### [REQUIRED ACTION]
The lines to copy are those with "resource" in them. Pull each one from the entries below.
*** Opening PROVIDED RECORDS ***
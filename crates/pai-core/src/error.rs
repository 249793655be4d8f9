//! Error Types

use thiserror::Error;

/// Result type alias for agent operations
pub type Result<T> = std::result::Result<T, AgentError>;

/// Agent error types
#[derive(Error, Debug)]
pub enum AgentError {
    /// Name or alias matched no registered provider
    #[error("Unknown provider: {0}")]
    UnknownProvider(String),

    /// Provider exists but is disabled in the provider config
    #[error("Provider is disabled: {0}")]
    ProviderDisabled(String),

    /// Blank input handed to `generate`
    #[error("Prompt cannot be empty")]
    EmptyPrompt,

    /// Vendor call failed (network, auth, quota)
    #[error("Provider error: {0}")]
    Provider(String),

    /// Provider lacks an optional capability
    #[error("Unsupported operation: {0}")]
    Unsupported(String),

    /// Tool, resource, session or provider entry absent
    #[error("Not found: {0}")]
    NotFound(String),

    /// Declared local file path does not exist
    #[error("File not found: {0}")]
    FileMissing(String),

    /// Caller passed an out-of-range or malformed argument
    #[error("Invalid argument: {0}")]
    InvalidArgument(String),

    /// Unparseable JSON in a detected action block. The parser skips these.
    #[error("Malformed action request: {0}")]
    MalformedActionRequest(String),

    /// Encryption key missing when a stored credential must be read or written
    #[error("Encryption configuration error: {0}")]
    EncryptionConfig(String),

    /// Cipher failure (bad ciphertext, wrong key)
    #[error("Encryption error: {0}")]
    Encryption(String),

    /// Registry file failed schema validation
    #[error("Validation error: {0}")]
    Validation(String),

    /// Remote resource could not be fetched
    #[error("Fetch error: {0}")]
    Fetch(String),

    /// Configuration error
    #[error("Configuration error: {0}")]
    Config(String),

    /// Session error
    #[error("Session error: {0}")]
    Session(String),

    /// Generic IO error
    #[error("IO error: {0}")]
    Io(#[from] std::io::Error),

    /// JSON serialization error
    #[error("JSON error: {0}")]
    Json(#[from] serde_json::Error),

    /// Other/unknown error
    #[error("{0}")]
    Other(String),
}

impl AgentError {
    /// Convert to a user-friendly message
    pub fn user_message(&self) -> String {
        match self {
            Self::UnknownProvider(name) => {
                format!("Unknown provider '{name}'. Use 'pai providers list' to see available providers.")
            }
            Self::ProviderDisabled(name) => {
                format!("Provider '{name}' is disabled. Enable it with 'pai providers enable {name}'.")
            }
            Self::EmptyPrompt => "Prompt cannot be empty.".into(),
            Self::Provider(msg) => format!("The AI service encountered an error: {msg}"),
            Self::EncryptionConfig(_) => {
                "Stored API keys need PAI_ENCRYPTION_KEY to be set.".into()
            }
            Self::NotFound(what) => format!("Not found: {what}"),
            Self::FileMissing(path) => format!("File not found: {path}"),
            _ => self.to_string(),
        }
    }
}

impl From<toml::de::Error> for AgentError {
    fn from(err: toml::de::Error) -> Self {
        Self::Config(err.to_string())
    }
}

impl From<toml::ser::Error> for AgentError {
    fn from(err: toml::ser::Error) -> Self {
        Self::Config(err.to_string())
    }
}

#[cfg(test)]
mod tests {
    use super::*;

    #[test]
    fn test_taxonomy_messages() {
        assert_eq!(AgentError::EmptyPrompt.to_string(), "Prompt cannot be empty");
        assert_eq!(
            AgentError::UnknownProvider("foo".into()).to_string(),
            "Unknown provider: foo"
        );
        assert_eq!(
            AgentError::ProviderDisabled("hf".into()).user_message(),
            "Provider 'hf' is disabled. Enable it with 'pai providers enable hf'."
        );
        assert_eq!(AgentError::Config("x".into()).user_message(), "Configuration error: x");
    }
}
*** Closing PROVIDED RECORDS ***
### [REPLY TO THE TASK]
    /// Tool, resource, session or provider entry absent
    /// Remote resource could not be fetched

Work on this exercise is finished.